RECORDS SHOWN Start Marker
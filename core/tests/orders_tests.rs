/*
 * SPDX-FileCopyrightText: 2025 Wavelens UG <info@wavelens.io>
 *
 * SPDX-License-Identifier: AGPL-3.0-only
 */

//! Order creation payloads, edit rules and admin status changes

use async_trait::async_trait;
use catalog::{
    BatchRetrieveResponse, Catalog, CatalogError, CatalogObject, CatalogSource, CreatedOrder,
    NewOrder,
};
use chrono::Utc;
use clap::Parser;
use entity::order::{self, OrderKind, OrderStatus};
use entity::points_transaction::{self, ReferenceType, TransactionKind};
use entity::{user, user_points};
use sea_orm::{DatabaseBackend, MockDatabase, MockExecResult};
use serde_json::json;
use shop_core::email::EmailService;
use shop_core::input::Validate;
use shop_core::orders::*;
use shop_core::types::Cli;
use std::sync::{Arc, Mutex};
use std::time::Duration;
use uuid::Uuid;

/// Accepts every order and remembers the last one it was sent.
#[derive(Default)]
struct RecordingCatalog {
    placed: Mutex<Option<NewOrder>>,
}

#[async_trait]
impl CatalogSource for RecordingCatalog {
    async fn list_objects(&self, _types: &str) -> Result<Vec<CatalogObject>, CatalogError> {
        Ok(Vec::new())
    }

    async fn retrieve_objects(
        &self,
        _ids: Vec<String>,
    ) -> Result<BatchRetrieveResponse, CatalogError> {
        Ok(BatchRetrieveResponse::default())
    }

    async fn create_order(&self, order: NewOrder) -> Result<CreatedOrder, CatalogError> {
        let id = format!("SQ-{}", order.reference_id);
        *self.placed.lock().unwrap() = Some(order);
        Ok(CreatedOrder {
            id,
            state: Some("OPEN".to_string()),
            total_cents: Some(12599),
        })
    }
}

fn user_row(email: &str) -> user::Model {
    let now = Utc::now().naive_utc();
    user::Model {
        id: Uuid::new_v4(),
        email: email.to_string(),
        password: String::new(),
        name: Some("Jamie".to_string()),
        company_name: None,
        phone: None,
        is_admin: false,
        can_view_prices: true,
        can_order_products: true,
        created_at: now,
        updated_at: now,
    }
}

fn points_row(user: Uuid, balance: i64) -> user_points::Model {
    let now = Utc::now().naive_utc();
    user_points::Model {
        id: Uuid::new_v4(),
        user,
        current_balance: balance,
        total_accumulated: balance,
        last_visit_date: None,
        created_at: now,
        updated_at: now,
    }
}

fn catalog_request() -> CatalogOrderRequest {
    serde_json::from_value(json!({
        "line_items": [
            { "catalog_object_id": "VAR1", "quantity": "2", "name": "Driver 100W" },
            { "catalog_object_id": "VAR2", "quantity": "1", "name": "COB Strip 5m", "note": "warm" }
        ]
    }))
    .unwrap()
}

fn order_row(user: Uuid, kind: OrderKind, status: OrderStatus) -> order::Model {
    let now = Utc::now().naive_utc();
    order::Model {
        id: Uuid::new_v4(),
        user,
        kind,
        status,
        external_order_id: None,
        external_state: None,
        total_amount: None,
        custom_order_data: Some(json!({ "environment": "indoor" })),
        line_items: None,
        admin_notes: None,
        created_at: now,
        updated_at: now,
    }
}

fn custom_request() -> CustomOrderRequest {
    serde_json::from_value(json!({
        "environment": "outdoor",
        "color_type": "rgbw",
        "led_type": "14.4W/m COB",
        "length": 5.0,
        "tail_wire_length": 1.5,
        "strips": [
            { "length": 2.5, "connection_type": "tail", "connection_length": 1.0 },
            { "length": 2.5, "connection_type": "link", "connection_length": 0.0 }
        ],
        "include_driver": true,
        "project_name": "Shopfront"
    }))
    .unwrap()
}

fn custom_update() -> CustomOrderUpdate {
    serde_json::from_value(json!({
        "length": 4.0,
        "project_name": "Shopfront"
    }))
    .unwrap()
}

fn email_service() -> EmailService {
    let cli = Cli::try_parse_from(["efx-shop", "--jwt-secret-file", "/dev/null"]).unwrap();
    EmailService::disabled(&cli)
}

#[test]
fn test_create_request_dispatches_on_environment() {
    let custom: CreateOrderRequest = serde_json::from_value(json!({
        "environment": "indoor",
        "length": 3.0
    }))
    .unwrap();
    assert!(matches!(custom, CreateOrderRequest::Custom(_)));

    let catalog: CreateOrderRequest = serde_json::from_value(json!({
        "line_items": [
            { "catalog_object_id": "VAR1", "quantity": "2", "name": "Driver 100W" }
        ]
    }))
    .unwrap();
    assert!(matches!(catalog, CreateOrderRequest::Catalog(_)));
    assert!(catalog.validate().is_ok());

    let bad_environment = serde_json::from_value::<CreateOrderRequest>(json!({
        "environment": "underwater"
    }));
    assert!(bad_environment.is_err());
}

#[test]
fn test_catalog_order_requires_line_items() {
    let empty: CreateOrderRequest = serde_json::from_value(json!({})).unwrap();
    let errors = empty.validate().unwrap_err();

    assert_eq!(errors.errors[0].field, "line_items");
    assert_eq!(
        errors.errors[0].message,
        "Line items are required for regular orders"
    );
}

#[test]
fn test_custom_order_validation() {
    assert!(custom_request().validate().is_ok());

    let mut request = custom_request();
    request.length = Some(0.0);
    request.tail_wire_length = Some(-1.0);
    request.strips[1].length = -2.0;

    let errors = request.validate().unwrap_err();
    let fields: Vec<&str> = errors.errors.iter().map(|e| e.field.as_str()).collect();
    assert_eq!(fields, vec!["length", "tail_wire_length", "strips[1].length"]);
}

#[test]
fn test_check_editable() {
    let owner = Uuid::new_v4();

    let pending = order_row(owner, OrderKind::Custom, OrderStatus::Pending);
    assert!(check_editable(&pending, owner).is_ok());
    assert!(matches!(
        check_editable(&pending, Uuid::new_v4()),
        Err(OrderError::NotOwner)
    ));

    let approved = order_row(owner, OrderKind::Custom, OrderStatus::Approved);
    assert!(matches!(
        check_editable(&approved, owner),
        Err(OrderError::NotPending)
    ));

    let catalog = order_row(owner, OrderKind::Catalog, OrderStatus::Pending);
    assert!(matches!(
        check_editable(&catalog, owner),
        Err(OrderError::NotCustom)
    ));
}

#[test]
fn test_update_keeps_unset_fields() {
    let stored = serde_json::to_value(custom_request()).unwrap();
    let update: CustomOrderUpdate = serde_json::from_value(json!({
        "environment": null,
        "length": 4.0,
        "include_driver": false
    }))
    .unwrap();

    let merged = update.apply(Some(stored)).unwrap();

    assert_eq!(merged.environment, InstallEnvironment::Outdoor);
    assert_eq!(merged.length, Some(4.0));
    assert!(!merged.include_driver);
    assert_eq!(merged.strips.len(), 2);
    assert_eq!(merged.project_name.as_deref(), Some("Shopfront"));
}

#[test]
fn test_update_validation() {
    assert!(CustomOrderUpdate::default().validate().is_ok());

    let update: CustomOrderUpdate = serde_json::from_value(json!({
        "length": -1.0,
        "strips": [{ "length": 1.0, "connection_type": "tail", "connection_length": -0.5 }]
    }))
    .unwrap();

    let errors = update.validate().unwrap_err();
    let fields: Vec<&str> = errors.errors.iter().map(|e| e.field.as_str()).collect();
    assert_eq!(fields, vec!["length", "strips[0].connection_length"]);
}

#[tokio::test]
async fn test_editing_approved_order_is_rejected() {
    let owner = Uuid::new_v4();
    let approved = order_row(owner, OrderKind::Custom, OrderStatus::Approved);

    let db = MockDatabase::new(DatabaseBackend::Postgres)
        .append_query_results([vec![approved.clone()]])
        .into_connection();

    let result = update_custom_order(&db, owner, approved.id, &custom_update()).await;
    assert!(matches!(result, Err(OrderError::NotPending)));

    let log = format!("{:?}", db.into_transaction_log());
    assert!(!log.contains("UPDATE"));
}

#[tokio::test]
async fn test_editing_pending_order_merges_data() {
    let owner = Uuid::new_v4();
    let pending = order_row(owner, OrderKind::Custom, OrderStatus::Pending);
    let mut updated = pending.clone();
    updated.custom_order_data = Some(json!({
        "environment": "indoor",
        "length": 4.0,
        "project_name": "Shopfront"
    }));

    let db = MockDatabase::new(DatabaseBackend::Postgres)
        .append_query_results([vec![pending.clone()], vec![updated]])
        .into_connection();

    let order = update_custom_order(&db, owner, pending.id, &custom_update())
        .await
        .unwrap();
    assert_eq!(order.custom_order_data.unwrap()["project_name"], "Shopfront");

    let log = format!("{:?}", db.into_transaction_log());
    assert!(log.contains("indoor"));
    assert!(log.contains("Shopfront"));
}

#[tokio::test]
async fn test_editing_missing_order() {
    let db = MockDatabase::new(DatabaseBackend::Postgres)
        .append_query_results([Vec::<order::Model>::new()])
        .into_connection();

    let result = update_custom_order(&db, Uuid::new_v4(), Uuid::new_v4(), &custom_update()).await;
    assert!(matches!(result, Err(OrderError::NotFound)));
}

#[tokio::test]
async fn test_catalog_order_records_total_and_awards_points() {
    let user = Uuid::new_v4();
    let source = Arc::new(RecordingCatalog::default());
    let catalog = Catalog::new(source.clone(), Duration::from_secs(300));

    let mut placed = order_row(user, OrderKind::Catalog, OrderStatus::Pending);
    placed.external_order_id = Some(format!("SQ-user_{}", user));
    placed.total_amount = Some(125.99);

    let ledger = points_transaction::Model {
        id: Uuid::new_v4(),
        user,
        kind: TransactionKind::Earned,
        amount: 12,
        description: "Purchase points: $125.99".to_string(),
        reference_type: ReferenceType::Order,
        reference_id: Some(placed.id.to_string()),
        created_at: Utc::now().naive_utc(),
    };

    let db = MockDatabase::new(DatabaseBackend::Postgres)
        .append_query_results([vec![placed.clone()]])
        .append_query_results([vec![points_row(user, 3)]])
        .append_query_results([vec![ledger]])
        .append_query_results([vec![points_row(user, 15)]])
        .append_exec_results([MockExecResult {
            last_insert_id: 0,
            rows_affected: 1,
        }])
        .into_connection();

    let created = create_catalog_order(&db, &catalog, user, &catalog_request())
        .await
        .unwrap();

    assert_eq!(created.points_earned, 12);
    assert_eq!(created.order.total_amount, Some(125.99));

    let sent = source.placed.lock().unwrap().clone().unwrap();
    assert_eq!(sent.reference_id, format!("user_{}", user));
    assert_eq!(sent.line_items.len(), 2);
    assert_eq!(sent.line_items[0].catalog_object_id, "VAR1");
    assert_eq!(sent.line_items[0].quantity, "2");
    assert_eq!(sent.line_items[1].note.as_deref(), Some("warm"));

    let log = format!("{:?}", db.into_transaction_log());
    assert!(log.contains("INSERT INTO \\\"order\\\""));
    assert!(log.contains("Double(Some(125.99))"));
    assert!(log.contains("INSERT INTO \\\"points_transaction\\\""));
    assert!(log.contains("Purchase points: $125.99"));
}

#[tokio::test]
async fn test_catalog_order_survives_points_failure() {
    let user = Uuid::new_v4();
    let catalog = Catalog::new(
        Arc::new(RecordingCatalog::default()),
        Duration::from_secs(300),
    );

    let mut placed = order_row(user, OrderKind::Catalog, OrderStatus::Pending);
    placed.total_amount = Some(125.99);

    // Only the order insert has a result; the points lookup fails.
    let db = MockDatabase::new(DatabaseBackend::Postgres)
        .append_query_results([vec![placed.clone()]])
        .into_connection();

    let created = create_catalog_order(&db, &catalog, user, &catalog_request())
        .await
        .unwrap();

    assert_eq!(created.order.id, placed.id);
    assert_eq!(created.points_earned, 0);
}

#[tokio::test]
async fn test_list_orders_joins_owner() {
    let owner = user_row("jamie@example.com");
    let pending = order_row(owner.id, OrderKind::Custom, OrderStatus::Pending);
    let orphan = order_row(Uuid::new_v4(), OrderKind::Catalog, OrderStatus::Pending);

    let db = MockDatabase::new(DatabaseBackend::Postgres)
        .append_query_results([vec![
            (pending.clone(), Some(owner.clone())),
            (orphan.clone(), None),
        ]])
        .into_connection();

    let orders = list_orders(&db, Some(OrderStatus::Pending)).await.unwrap();

    assert_eq!(orders.len(), 2);
    assert_eq!(orders[0].order.id, pending.id);
    assert_eq!(orders[0].user_email.as_deref(), Some("jamie@example.com"));
    assert_eq!(orders[0].user_name.as_deref(), Some("Jamie"));
    assert_eq!(orders[1].user_email, None);

    let log = format!("{:?}", db.into_transaction_log());
    assert!(log.contains("LEFT JOIN \\\"user\\\""));
}

#[tokio::test]
async fn test_rejected_order_cannot_be_approved() {
    let rejected = order_row(Uuid::new_v4(), OrderKind::Custom, OrderStatus::Rejected);

    let db = MockDatabase::new(DatabaseBackend::Postgres)
        .append_query_results([vec![rejected.clone()]])
        .into_connection();

    let result = transition_status(
        &db,
        &email_service(),
        rejected.id,
        StatusUpdateRequest {
            status: OrderStatus::Approved,
            notes: None,
        },
    )
    .await;

    assert!(matches!(
        result,
        Err(OrderError::InvalidTransition {
            from: OrderStatus::Rejected,
            to: OrderStatus::Approved
        })
    ));
}

#[tokio::test]
async fn test_approval_survives_notification_failure() {
    let pending = order_row(Uuid::new_v4(), OrderKind::Custom, OrderStatus::Pending);
    let mut approved = pending.clone();
    approved.status = OrderStatus::Approved;
    approved.admin_notes = Some("Ready Friday".to_string());

    // Only the lookup and the update have results; the notification insert
    // and the owner lookup both fail.
    let db = MockDatabase::new(DatabaseBackend::Postgres)
        .append_query_results([vec![pending.clone()], vec![approved]])
        .into_connection();

    let order = transition_status(
        &db,
        &email_service(),
        pending.id,
        StatusUpdateRequest {
            status: OrderStatus::Approved,
            notes: Some("Ready Friday".to_string()),
        },
    )
    .await
    .unwrap();

    assert_eq!(order.status, OrderStatus::Approved);
    assert_eq!(order.admin_notes.as_deref(), Some("Ready Friday"));
}
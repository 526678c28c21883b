/*
 * SPDX-FileCopyrightText: 2025 Wavelens UG <info@wavelens.io>
 *
 * SPDX-License-Identifier: AGPL-3.0-only
 */

use std::ops::RangeInclusive;

pub const PORT_RANGE: RangeInclusive<usize> = 1..=65535;

pub const MIN_PASSWORD_LENGTH: usize = 8;
pub const MAX_PASSWORD_LENGTH: usize = 128;

pub const VISIT_POINTS: i64 = 1;
pub const VISIT_INTERVAL_HOURS: i64 = 24;
pub const PHOTO_UPLOAD_POINTS: i64 = 5;
/// One point per this many dollars spent on a catalog order.
pub const DOLLARS_PER_POINT: f64 = 10.0;

pub const DEFAULT_TRANSACTION_LIMIT: u64 = 50;
pub const DEFAULT_LEADERBOARD_LIMIT: u64 = 100;
pub const MAX_LIST_LIMIT: u64 = 500;

pub const DEFAULT_SAFETY_MARGIN: f64 = 1.2;
pub const SAFETY_MARGIN_RANGE: RangeInclusive<f64> = 1.0..=2.0;
pub const DEFAULT_DRIVER_WATTAGE: u32 = 100;
pub const DEFAULT_WATTS_PER_METER: f64 = 8.0;

pub const DEFAULT_CUTTING_FEE: f64 = 5.50;
pub const PROFILE_BASE_LENGTH_M: f64 = 1.0;
pub const MAX_PROFILE_LENGTH_M: f64 = 10_000.0;

pub const PHOTO_FOLDER: &str = "photos";
pub const SHOP_ITEM_FOLDER: &str = "points-shop";

pub const SHOP_NAME: &str = "EFX LED Shop";
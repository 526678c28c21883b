/*
 * SPDX-FileCopyrightText: 2025 Wavelens UG <info@wavelens.io>
 *
 * SPDX-License-Identifier: AGPL-3.0-only
 */

use super::points::LimitQuery;
use crate::error::WebResult;
use axum::Json;
use axum::extract::{Query, State};
use shop_core::consts::DEFAULT_LEADERBOARD_LIMIT;
use shop_core::input::clamp_limit;
use shop_core::points::{LeaderboardEntry, leaderboard};
use shop_core::types::*;
use std::sync::Arc;

pub async fn get(
    state: State<Arc<ServerState>>,
    Query(query): Query<LimitQuery>,
) -> WebResult<Json<BaseResponse<Vec<LeaderboardEntry>>>> {
    let limit = clamp_limit(query.limit, DEFAULT_LEADERBOARD_LIMIT);

    let res = BaseResponse {
        error: false,
        message: leaderboard(&state.db, limit).await?,
    };

    Ok(Json(res))
}
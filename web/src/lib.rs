/*
 * SPDX-FileCopyrightText: 2025 Wavelens UG <info@wavelens.io>
 *
 * SPDX-License-Identifier: AGPL-3.0-only
 */

pub mod authorization;
pub mod endpoints;
pub mod error;
pub mod extract;

use anyhow::{Context, Result};
use axum::extract::DefaultBodyLimit;
use axum::http::{HeaderValue, Method, header};
use axum::routing::{delete, get, patch, post, put};
use axum::{Router, middleware};
use endpoints::*;
use shop_core::types::ServerState;
use std::sync::Arc;
use tower_http::cors::{AllowOrigin, CorsLayer};
use tower_http::services::ServeDir;
use tower_http::trace::TraceLayer;
use tracing::{info, warn};

/// Headroom for multipart boundaries and text fields around the file.
const MULTIPART_OVERHEAD: usize = 64 * 1024;

fn cors_layer(state: &ServerState) -> CorsLayer {
    if state.cli.debug {
        return CorsLayer::very_permissive();
    }

    let origins: Vec<HeaderValue> = state
        .cli
        .frontend_url
        .split(',')
        .map(str::trim)
        .filter(|origin| !origin.is_empty())
        .filter_map(|origin| match HeaderValue::from_str(origin) {
            Ok(value) => Some(value),
            Err(_) => {
                warn!(origin, "Ignoring invalid CORS origin");
                None
            }
        })
        .collect();

    CorsLayer::new()
        .allow_origin(AllowOrigin::list(origins))
        .allow_credentials(true)
        .allow_methods([
            Method::GET,
            Method::POST,
            Method::PUT,
            Method::PATCH,
            Method::DELETE,
            Method::OPTIONS,
        ])
        .allow_headers([header::AUTHORIZATION, header::CONTENT_TYPE, header::ACCEPT])
}

fn admin_routes() -> Router<Arc<ServerState>> {
    Router::new()
        .route("/api/admin/orders", get(admin::orders::get_orders))
        .route("/api/admin/orders/pending", get(admin::orders::get_pending))
        .route(
            "/api/admin/orders/{order}",
            get(admin::orders::get_order_by_id),
        )
        .route(
            "/api/admin/orders/{order}/approve",
            patch(admin::orders::patch_approve),
        )
        .route("/api/admin/users", get(admin::users::get_users))
        .route("/api/admin/users/{user}", get(admin::users::get_user))
        .route(
            "/api/admin/users/{user}/permissions",
            patch(admin::users::patch_permissions),
        )
        .route(
            "/api/admin/categories",
            get(admin::categories::get_categories).post(admin::categories::post_category),
        )
        .route(
            "/api/admin/categories/sync",
            post(admin::categories::post_sync),
        )
        .route(
            "/api/admin/categories/{category}",
            get(admin::categories::get_category_by_id)
                .put(admin::categories::put_category)
                .delete(admin::categories::delete_category_by_id),
        )
        .route(
            "/api/admin/categories/{category}/products",
            get(admin::categories::get_category_products),
        )
        .route("/api/admin/products", get(admin::products::get_products))
        .route(
            "/api/admin/products/bulk-assign",
            post(admin::products::post_bulk_assign),
        )
        .route(
            "/api/admin/products/{product}",
            get(admin::products::get_product),
        )
        .route(
            "/api/admin/products/{product}/categories",
            post(admin::products::post_product_category),
        )
        .route(
            "/api/admin/products/{product}/categories/{category}",
            delete(admin::products::delete_product_category),
        )
        .route(
            "/api/admin/points-shop/items",
            get(admin::points_shop::get_items).post(admin::points_shop::post_item),
        )
        .route(
            "/api/admin/points-shop/items/{item}",
            put(admin::points_shop::put_item)
                .delete(admin::points_shop::delete_item),
        )
        .route(
            "/api/square/categories/diagnostic",
            get(square::get_diagnostic),
        )
        .route_layer(middleware::from_fn(authorization::require_admin))
}

fn user_routes() -> Router<Arc<ServerState>> {
    Router::new()
        .route("/api/user", get(user::get))
        .route("/api/user/me", get(user::get))
        .route("/api/user/orders", get(user::get_orders))
        .route("/api/user/notifications", get(user::get_notifications))
        .route(
            "/api/user/notifications/{notification}/read",
            post(user::post_notification_read),
        )
        .route(
            "/api/orders",
            get(orders::get_orders).post(orders::post_order),
        )
        .route(
            "/api/orders/{order}",
            get(orders::get_order).put(orders::put_order),
        )
        .route("/api/photos", get(photos::get_photos))
        .route("/api/photos/upload", post(photos::post_upload))
        .route("/api/points", get(points::get_balance))
        .route("/api/points/balance", get(points::get_balance))
        .route("/api/points/visit", post(points::post_visit))
        .route("/api/points/transactions", get(points::get_transactions))
        .route("/api/points-shop/redeem", post(points_shop::post_redeem))
        .route(
            "/api/points-shop/redemptions",
            get(points_shop::get_redemptions),
        )
}

pub fn create_router(state: Arc<ServerState>) -> Router {
    let body_limit = state.cli.max_upload_size + MULTIPART_OVERHEAD;

    let authenticated = user_routes()
        .merge(admin_routes())
        .route_layer(middleware::from_fn_with_state(
            Arc::clone(&state),
            authorization::authorize,
        ));

    Router::new()
        .merge(authenticated)
        .route("/", get(get_root))
        .route("/api/health", get(get_health))
        .route("/api/auth/register", post(auth::post_register))
        .route("/api/auth/login", post(auth::post_login))
        .route("/api/square/test", get(square::get_test))
        .route("/api/square/products", get(square::get_products))
        .route("/api/square/products/{product}", get(square::get_product))
        .route("/api/square/categories", get(square::get_categories))
        .route(
            "/api/square/categories/{category}/products",
            get(square::get_category_products),
        )
        .route("/api/drivers/recommend", post(drivers::post_recommend))
        .route("/api/drivers/calculate", post(drivers::post_calculate))
        .route("/api/calculators/profile", post(calculators::post_profile))
        .route("/api/points-shop/items", get(points_shop::get_items))
        .route("/api/leaderboard", get(leaderboard::get))
        .nest_service(
            state.storage.url_prefix(),
            ServeDir::new(state.storage.root()),
        )
        .fallback(handle_404)
        .layer(DefaultBodyLimit::max(body_limit))
        .layer(cors_layer(&state))
        .layer(TraceLayer::new_for_http())
        .with_state(state)
}

pub async fn serve_web(state: Arc<ServerState>) -> Result<()> {
    let server_url = format!("{}:{}", state.cli.ip, state.cli.port);
    let app = create_router(state);

    let listener = tokio::net::TcpListener::bind(&server_url)
        .await
        .with_context(|| format!("Failed to bind {}", server_url))?;

    info!("Listening on {}", server_url);
    axum::serve(listener, app)
        .await
        .context("HTTP server stopped unexpectedly")
}
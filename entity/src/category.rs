/*
 * SPDX-FileCopyrightText: 2025 Wavelens UG <info@wavelens.io>
 *
 * SPDX-License-Identifier: AGPL-3.0-only
 */

use chrono::NaiveDateTime;
use sea_orm::entity::prelude::*;
use serde::{Deserialize, Serialize};
use uuid::Uuid;

#[derive(Clone, Debug, PartialEq, DeriveEntityModel, Deserialize, Serialize)]
#[sea_orm(table_name = "category")]
pub struct Model {
    #[sea_orm(primary_key)]
    pub id: Uuid,
    #[sea_orm(unique, nullable)]
    pub external_id: Option<String>,
    pub name: String,
    pub display_name: String,
    pub description: Option<String>,
    pub is_active: bool,
    pub display_order: i32,
    pub created_at: NaiveDateTime,
    pub updated_at: NaiveDateTime,
}

#[derive(Copy, Clone, Debug, EnumIter, DeriveRelation)]
pub enum Relation {
    #[sea_orm(has_many = "super::product_category::Entity")]
    ProductCategories,
}

impl Related<super::product_category::Entity> for Entity {
    fn to() -> RelationDef {
        Relation::ProductCategories.def()
    }
}

impl ActiveModelBehavior for ActiveModel {}
/*
 * SPDX-FileCopyrightText: 2025 Wavelens UG <info@wavelens.io>
 *
 * SPDX-License-Identifier: AGPL-3.0-only
 */

use chrono::NaiveDateTime;
use sea_orm::entity::prelude::*;
use serde::{Deserialize, Serialize};
use uuid::Uuid;

#[derive(Clone, Debug, PartialEq, DeriveEntityModel, Deserialize, Serialize)]
#[sea_orm(table_name = "user_points")]
pub struct Model {
    #[sea_orm(primary_key)]
    pub id: Uuid,
    #[sea_orm(unique)]
    pub user: Uuid,
    pub current_balance: i64,
    pub total_accumulated: i64,
    pub last_visit_date: Option<NaiveDateTime>,
    pub created_at: NaiveDateTime,
    pub updated_at: NaiveDateTime,
}

#[derive(Copy, Clone, Debug, EnumIter, DeriveRelation)]
pub enum Relation {
    #[sea_orm(
        belongs_to = "super::user::Entity",
        from = "Column::User",
        to = "super::user::Column::Id"
    )]
    User,
}

impl Related<super::user::Entity> for Entity {
    fn to() -> RelationDef {
        Relation::User.def()
    }
}

impl ActiveModelBehavior for ActiveModel {}
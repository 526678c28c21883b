/*
 * SPDX-FileCopyrightText: 2025 Wavelens UG <info@wavelens.io>
 *
 * SPDX-License-Identifier: AGPL-3.0-only
 */

use chrono::NaiveDateTime;
use sea_orm::entity::prelude::*;
use serde::{Deserialize, Serialize};
use uuid::Uuid;

#[derive(Debug, Clone, Copy, PartialEq, Eq, DeriveActiveEnum, EnumIter, Deserialize, Serialize)]
#[sea_orm(rs_type = "i16", db_type = "SmallInteger")]
#[serde(rename_all = "snake_case")]
pub enum RedemptionStatus {
    #[sea_orm(num_value = 0)]
    Pending,
    #[sea_orm(num_value = 1)]
    Fulfilled,
    #[sea_orm(num_value = 2)]
    Cancelled,
}

#[derive(Clone, Debug, PartialEq, DeriveEntityModel, Deserialize, Serialize)]
#[sea_orm(table_name = "points_redemption")]
pub struct Model {
    #[sea_orm(primary_key)]
    pub id: Uuid,
    #[sea_orm(indexed)]
    pub user: Uuid,
    pub item: Option<Uuid>,
    pub item_name: String,
    pub point_cost: i64,
    pub status: RedemptionStatus,
    pub created_at: NaiveDateTime,
}

#[derive(Copy, Clone, Debug, EnumIter, DeriveRelation)]
pub enum Relation {
    #[sea_orm(
        belongs_to = "super::user::Entity",
        from = "Column::User",
        to = "super::user::Column::Id"
    )]
    User,
    #[sea_orm(
        belongs_to = "super::points_shop_item::Entity",
        from = "Column::Item",
        to = "super::points_shop_item::Column::Id"
    )]
    Item,
}

impl ActiveModelBehavior for ActiveModel {}
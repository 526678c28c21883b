/*
 * SPDX-FileCopyrightText: 2025 Wavelens UG <info@wavelens.io>
 *
 * SPDX-License-Identifier: AGPL-3.0-only
 */

#[derive(Debug, thiserror::Error)]
pub enum CatalogError {
    #[error("catalog request failed: {0}")]
    Http(#[from] reqwest::Error),
    #[error("catalog API returned {status}: {body}")]
    Api { status: u16, body: String },
    #[error("catalog is not configured: {0}")]
    NotConfigured(String),
    #[error("unexpected catalog response: {0}")]
    Decode(String),
}
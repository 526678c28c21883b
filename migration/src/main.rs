/*
 * SPDX-FileCopyrightText: 2025 Wavelens UG <info@wavelens.io>
 *
 * SPDX-License-Identifier: AGPL-3.0-only
 */

use sea_orm_migration::prelude::*;

#[async_std::main]
async fn main() {
    cli::run_cli(migration::Migrator).await;
}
RECORDS SHOWN End Marker
[DIRECTIONS FOR THIS TASK] Only the lines above that hold "MockExecResult" are wanted. Show every one of them.

[EXERCISE SOLUTION]
use sea_orm::{DatabaseBackend, MockDatabase, MockExecResult};
        .append_exec_results([MockExecResult {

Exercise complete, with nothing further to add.